Il progetto

Non siamo tutti uguali.
Siamo grassi, magri, alti, bassi, con braccia lunghe o avambracci corti. Abbiamo dita snelle, lunghe, tozze, affusolate. Talvolta abbiamo mal di schiena, fastidi e stanchezza, dolori alle dita. Siamo mancini o destrorsi, scegliamo pantaloni e gonne della nostra taglia, ci facciamo fare camicie su misura, talvolta anche abiti, scarpe e cappotti.

Non siamo tutti uguali neanche quando suoniamo la chitarra: in piedi, seduti su una sedia, su uno sgabello, appoggiata sulla coscia, con la tracolla corta o la tracolla lunga. Preferiamo un suono caldo, vibrante o pulito e cristallino. Suoniamo musica jazz, pop, rock, country, metal e… non solo.

Suonare ci fa stare bene.

Per qualcuno suonare è una passione, un rifugio dalla vita di tutti i giorni, per altri una professione, per molti una ragione di vita.

La nostra chitarra è il “mezzo” tra noi e la Musica. E’ il prolungamento del nostro corpo, il collegamento tra il cuore e la mano, tra la mente e l’espressione musicale che ne deriva.
Ogni strumento dovrebbe quindi essere un “facilitatore”, un aiutante che permette di pensare solo ed esclusivamente alla Musica, facendoci dimenticare quei piccoli fastidi e dolori derivanti da ore e ore di esercizio, da una posizione “scomoda…quei fastidi che io stesso ho vissuto in prima persona, suonando il sassofono prima e la chitarra poi.

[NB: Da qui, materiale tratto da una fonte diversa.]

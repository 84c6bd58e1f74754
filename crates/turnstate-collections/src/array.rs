use std::marker::PhantomData;
use std::sync::atomic::{AtomicBool, Ordering};
use std::sync::Arc;

use tracing::debug;
use turnstate_store::{StateEntity, StateKey, StateTurn};

use crate::element::{validate_name, Element};
use crate::enumerator::ArrayEnumerator;
use crate::error::{Result, StateError};

/// Fixed-length persistent array.
///
/// Element `i` lives at its own key `name[i]`; the root key `name` holds
/// the length. The length declared here must match any length already
/// persisted under the same name. That check runs lazily, before the first
/// index-touching operation, and at most once per instance once it has
/// committed.
///
/// Unwritten elements read as `T::default()`.
pub struct ArrayState<T> {
    entity: Arc<StateEntity>,
    root: StateKey,
    length: u64,
    length_validated: AtomicBool,
    _marker: PhantomData<fn() -> T>,
}

impl<T: Element + Default> ArrayState<T> {
    pub fn new(entity: Arc<StateEntity>, name: impl Into<String>, length: u64) -> Result<Self> {
        let name = name.into();
        validate_name(&name)?;
        if length < 1 {
            return Err(StateError::config(format!(
                "array '{name}' length must be non-zero"
            )));
        }
        Ok(Self {
            entity,
            root: StateKey::root(name),
            length,
            length_validated: AtomicBool::new(false),
            _marker: PhantomData,
        })
    }

    pub fn name(&self) -> &str {
        self.root.name()
    }

    /// Declared length.
    pub fn length(&self) -> u64 {
        self.length
    }

    pub(crate) fn entity(&self) -> &StateEntity {
        &self.entity
    }

    pub(crate) fn element_key(&self, index: u64) -> StateKey {
        self.root.child(index)
    }

    /// `true` if a length has been persisted for this name.
    pub async fn has_state(&self) -> Result<bool> {
        let turn = self.entity.begin_turn().await;
        Ok(turn.exists(&self.root).await?)
    }

    /// Remove the length record and every element. A no-op when no length
    /// has been persisted.
    pub async fn delete_all(&self) -> Result<()> {
        Self::delete_persisted(&self.entity, self.name()).await?;
        self.length_validated.store(false, Ordering::Release);
        Ok(())
    }

    /// The array length, after validating it against persisted state.
    pub async fn count(&self) -> Result<u64> {
        let mut turn = self.entity.begin_turn().await;
        let validated = self.validate_length(&mut turn).await?;
        self.finish(turn, validated).await?;
        Ok(self.length)
    }

    /// Scan `0..length` in order for a stored element matching `predicate`.
    /// Elements never written do not match.
    pub async fn contains_where<P>(&self, mut predicate: P) -> Result<bool>
    where
        P: FnMut(&T) -> bool,
    {
        let mut turn = self.entity.begin_turn().await;
        let validated = self.validate_length(&mut turn).await?;

        let mut found = false;
        for index in 0..self.length {
            if let Some(value) = turn.try_read::<T>(&self.element_key(index)).await? {
                if predicate(&value) {
                    found = true;
                    break;
                }
            }
        }

        self.finish(turn, validated).await?;
        Ok(found)
    }

    /// Element at `index`, or `T::default()` if it was never written.
    pub async fn get_at(&self, index: u64) -> Result<T> {
        let mut turn = self.entity.begin_turn().await;
        let validated = self.validate_length(&mut turn).await?;
        self.check_bounds(index)?;

        let value = turn
            .try_read::<T>(&self.element_key(index))
            .await?
            .unwrap_or_default();

        self.finish(turn, validated).await?;
        Ok(value)
    }

    /// Overwrite the element at `index`.
    pub async fn set_at(&self, index: u64, value: T) -> Result<()> {
        let mut turn = self.entity.begin_turn().await;
        let validated = self.validate_length(&mut turn).await?;
        self.check_bounds(index)?;

        turn.upsert(&self.element_key(index), value, |_, new| new).await?;
        self.finish(turn, validated).await
    }

    /// Index-order enumeration over `0..length`.
    pub fn enumerate(&self) -> ArrayEnumerator<'_, T> {
        ArrayEnumerator::new(self)
    }

    /// Read-or-initialize the persisted length and compare it with the
    /// declared one. Returns `true` if the check ran in this turn, in which
    /// case the caller marks it done once the turn commits.
    pub(crate) async fn validate_length(&self, turn: &mut StateTurn) -> Result<bool> {
        if self.length_validated.load(Ordering::Acquire) {
            return Ok(false);
        }
        let persisted = turn.read_or_initialize(&self.root, self.length).await?;
        if persisted != self.length {
            return Err(StateError::LengthMismatch {
                name: self.name().to_string(),
                declared: self.length,
                persisted,
            });
        }
        Ok(true)
    }

    /// Commit `turn`, then remember a validation that happened in it.
    pub(crate) async fn finish(&self, turn: StateTurn, validated: bool) -> Result<()> {
        turn.commit().await?;
        if validated {
            self.length_validated.store(true, Ordering::Release);
        }
        Ok(())
    }

    fn check_bounds(&self, index: u64) -> Result<()> {
        if index >= self.length {
            return Err(StateError::IndexOutOfBounds {
                index,
                length: self.length,
            });
        }
        Ok(())
    }
}

impl<T> ArrayState<T> {
    /// Delete whatever array state is persisted under `name`, sized by the
    /// persisted length rather than a declared one. Returns `false` when
    /// there was nothing to delete.
    pub async fn delete_persisted(entity: &StateEntity, name: &str) -> Result<bool> {
        validate_name(name)?;
        let root = StateKey::root(name);
        let mut turn = entity.begin_turn().await;
        let Some(persisted) = turn.try_read::<u64>(&root).await? else {
            return Ok(false);
        };

        turn.remove(&root).await?;
        for index in 0..persisted {
            turn.try_remove(&root.child(index)).await?;
        }
        turn.commit().await?;

        debug!(name, length = persisted, "deleted array");
        Ok(true)
    }
}

impl<T> std::fmt::Debug for ArrayState<T> {
    fn fmt(&self, f: &mut std::fmt::Formatter<'_>) -> std::fmt::Result {
        f.debug_struct("ArrayState")
            .field("entity", &self.entity.id())
            .field("name", &self.root.name())
            .field("length", &self.length)
            .field("validated", &self.length_validated.load(Ordering::Relaxed))
            .finish()
    }
}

Per questo motivo mi sono concentrato sull’ergonomia e la qualità delle chitarre, e costruisco ogni chitarra completamente a mano, su misura, dal design al computer, alla scelta dei legni e delle meccaniche ed elettroniche, alla costruzione e finitura, con l’obiettivo di offrire a ciascun musicista uno strumento che possa sentire propriamente “suo”.